(DATA UNDER STUDY begins)

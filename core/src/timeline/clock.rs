/// Maps frame indices to timestamps on a fixed-frame-rate timeline.
#[derive(Debug, Clone, Copy)]
pub struct FrameClock {
    frame_rate: f64,
}

impl FrameClock {
    pub fn new(frame_rate: f64) -> Self {
        Self { frame_rate }
    }

    pub fn frame_rate(&self) -> f64 {
        self.frame_rate
    }

    pub fn frame_time(&self, frame_index: usize) -> f64 {
        frame_index as f64 / self.frame_rate
    }
}

/// Monotone frame index used to align fixation intervals to frames.
#[derive(Debug, Clone, Copy)]
pub struct FrameCursor {
    clock: FrameClock,
    index: usize,
}

impl FrameCursor {
    pub fn new(clock: FrameClock) -> Self {
        Self { clock, index: 0 }
    }

    pub fn index(&self) -> usize {
        self.index
    }

    pub fn time(&self) -> f64 {
        self.clock.frame_time(self.index)
    }

    /// Advances while the frame timestamp stays before `end` and the index
    /// stays under `cap`; returns the range of indices stepped over.
    pub fn advance_while_before(&mut self, end: f64, cap: usize) -> std::ops::Range<usize> {
        let from = self.index;
        while self.index < cap && self.clock.frame_time(self.index) < end {
            self.index += 1;
        }
        from..self.index
    }
}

(DATA UNDER STUDY ends)

Lines holding "struct" in the material above are to be reported.

pub struct FrameClock {
pub struct FrameCursor {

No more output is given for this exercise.